Sóis

Eu vou tentar me lembrar, me dê só um segundo; é fácil, é daquilo que a gente grava totalmente sem nem ter que tentar.

Era manhã, madrugada, sei lá. Acho que os dois, isso. Madruguei com a televisão ligada vendo um pouco de tudo, prestando atenção em nada. Entra e sai de xícaras de café na pia suja, noite mais quente de todo aquele verão. Tão calmo, tão bonito; foram tantas coisas que correram por mim naquelas horas. Você, por exemplo.

Ah, eu nem lhe conhecia. Nem conhecia quem achei você ser antes do último, dá pra entender isso? Eu sonhei contigo a vida inteira. Vinha um, ia outro. A imagem não se modificava; detalhes aqui e acolá, mas a síntese era sempre a mesma: a imagem de alguém inalcançavelmente maravilhoso para mim. Lembro de imaginar teu gosto naquela noite também, faz tanto tempo já. Eras de desamores e ilusões foram e vieram e eu continuo tão indefinida, ingênua quanto antes.
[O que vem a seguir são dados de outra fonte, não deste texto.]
use anyhow::{Result, bail};
use clap::{Parser, ValueEnum};
use log::info;
use pkbench_core::config::Config;
use pkbench_core::dal::{Crc32Dal, SnowflakeDal, UuidDal};
use pkbench_core::db;
use pkbench_core::harness::run_bounded;
use pkbench_core::models::{Crc32Record, SnowflakeRecord, UuidRecord};
use std::future::Future;
use std::ops::Range;
use std::path::PathBuf;
use std::sync::Arc;
use std::sync::atomic::{AtomicU64, Ordering};
use uuid::Uuid;

/// bulk loader for driving the benchmark tables toward the 100 million row mark
#[derive(Parser, Debug)]
#[command(name = "pkbench-seeder", version)]
struct Args {
    /// path to the json config file
    #[arg(short, long, default_value = "config.json")]
    config: PathBuf,

    /// table to fill
    #[arg(long, value_enum, default_value = "uuid")]
    strategy: StrategyArg,

    /// rows to insert in this invocation
    #[arg(long, default_value_t = 1_000_000)]
    rows: u64,

    /// rows per insert statement
    #[arg(long, default_value_t = 100)]
    batch_size: usize,

    /// cap on insert statements in flight
    #[arg(long, default_value_t = 30)]
    concurrency: usize,

    /// index of the first row, for resuming an interrupted load
    #[arg(long, default_value_t = 0)]
    offset: u64,
}

#[derive(ValueEnum, Clone, Copy, Debug)]
enum StrategyArg {
    Uuid,
    Crc32,
    Snowflake,
}

impl StrategyArg {
    fn as_str(self) -> &'static str {
        match self {
            StrategyArg::Uuid => "uuid",
            StrategyArg::Crc32 => "crc32",
            StrategyArg::Snowflake => "snowflake",
        }
    }
}

#[tokio::main]
async fn main() -> Result<()> {
    env_logger::Builder::from_env(env_logger::Env::default().default_filter_or("info")).init();

    let args = Args::parse();
    if !args.config.exists() {
        bail!(
            "config file {} not found, run `pkbench init` to create one",
            args.config.display()
        );
    }
    let config = Config::load(&args.config)?;
    let pool = db::connect(&config.database).await?;
    db::create_tables(&pool).await?;

    info!(
        "seeding {} rows into the {} table, starting at row {}",
        args.rows,
        args.strategy.as_str(),
        args.offset
    );

    match args.strategy {
        StrategyArg::Uuid => {
            let dal = UuidDal::new(pool.clone());
            run_seed("seed/uuid", &args, move |range| {
                let dal = dal.clone();
                async move {
                    let records: Vec<UuidRecord> = range
                        .map(|i| UuidRecord {
                            uuid: Uuid::new_v4().to_string(),
                            name: format!("Name_{i}"),
                            email: format!("email_{i}@test.com"),
                            nickname: format!("Nickname_{i}"),
                        })
                        .collect();
                    dal.insert_batch(&records).await
                }
            })
            .await?;
        }
        StrategyArg::Crc32 => {
            let dal = Crc32Dal::new(pool.clone());
            run_seed("seed/crc32", &args, move |range| {
                let dal = dal.clone();
                async move {
                    let records: Vec<Crc32Record> = range
                        .map(|i| {
                            Crc32Record::new(
                                Uuid::new_v4().to_string(),
                                format!("Name_{i}"),
                                format!("email_{i}@test.com"),
                                format!("Nickname_{i}"),
                            )
                        })
                        .collect();
                    dal.insert_batch(&records).await
                }
            })
            .await?;
        }
        StrategyArg::Snowflake => {
            let dal = SnowflakeDal::new(pool.clone())?;
            run_seed("seed/snowflake", &args, move |range| {
                let dal = dal.clone();
                async move {
                    let mut records: Vec<SnowflakeRecord> = range
                        .map(|i| SnowflakeRecord {
                            id: 0,
                            name: format!("Name_{i}"),
                            email: format!("email_{i}@test.com"),
                            nickname: format!("Nickname_{i}"),
                        })
                        .collect();
                    dal.insert_batch(&mut records).await
                }
            })
            .await?;
        }
    }

    pool.disconnect().await?;
    Ok(())
}

/// fans the batched inserts out through the harness, logging progress every
/// 100k rows and a rows/sec summary at the end
async fn run_seed<F, Fut>(label: &'static str, args: &Args, insert: F) -> Result<()>
where
    F: Fn(Range<u64>) -> Fut,
    Fut: Future<Output = Result<()>> + Send + 'static,
{
    let rows = args.rows;
    let batch_size = args.batch_size.max(1) as u64;
    let offset = args.offset;
    let batches = rows.div_ceil(batch_size) as usize;

    let done = Arc::new(AtomicU64::new(0));
    let counter = done.clone();
    let outcome = run_bounded(label, batches, args.concurrency, move |batch| {
        let start = offset + batch as u64 * batch_size;
        let end = offset + rows.min(batch as u64 * batch_size + batch_size);
        let fut = insert(start..end);
        let done = counter.clone();
        async move {
            fut.await?;
            let n = end - start;
            let total = done.fetch_add(n, Ordering::Relaxed) + n;
            if total / 100_000 != (total - n) / 100_000 {
                info!("seeded {total} / {rows} rows");
            }
            Ok(())
        }
    })
    .await?;

    let inserted = done.load(Ordering::Relaxed);
    if outcome.failed > 0 {
        let detail = outcome
            .first_error
            .as_ref()
            .map(|e| format!(", first failure in statement {}: {:#}", e.index, e.error))
            .unwrap_or_default();
        bail!(
            "{} of {batches} insert statements failed{detail}",
            outcome.failed
        );
    }
    let elapsed = outcome.elapsed;
    let secs = elapsed.as_secs_f64();
    let rate = if secs > 0.0 { inserted as f64 / secs } else { 0.0 };
    info!("inserted {inserted} rows in {elapsed:.1?} ({rate:.0} rows/sec)");
    Ok(())
}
Sonhava com amanheceres. Com fins de tarde chegando em casa e te encontrando sem fazer nada de especial. Desenhava mil sorrisos em mente e tentava projetá-los nos rostos que passavam por perto de mim; nunca deu certo, é claro.

Os que fizeram-me os amar não foram projeções, foram surpresas. Foram brincadeiras de mal gosto, foram ameaças da tal 'felicidade absoluta'. Eles foram maravilhosos, todos eles. E dolorosos em igual proporção. Era um instante de euforia por um mar de afogamentos, de ondas cobrindo-me por inteira. Onda de fantasia que não me deixava guardar o ar de fora dentro de mim. Talvez aceitá-la tenha sido a melhor decisão.

Aceitar o abraço frio, o envolvimento da consciência, a luz sem calor do sol que vem lá de cima me tentar. Ela é linda, maravilhosa, mas aprendi a apenas admirá-la, tudo bem. Se um dia tocar minha pele, eu provavelmente dissolveria de uma vez. Não há porquê mais lutar para sair daqui: o sonho não me carrega, mas é levando-o comigo que não queimo a minha córnea só de observar as luzes daqui do fundo.

Quem sabe um dia ainda irei lembrar do calor na pele de verdade, mas por hoje não dá. Hoje eu lembro e levo, repouso em todas as mil fantasias que vocês me concederam.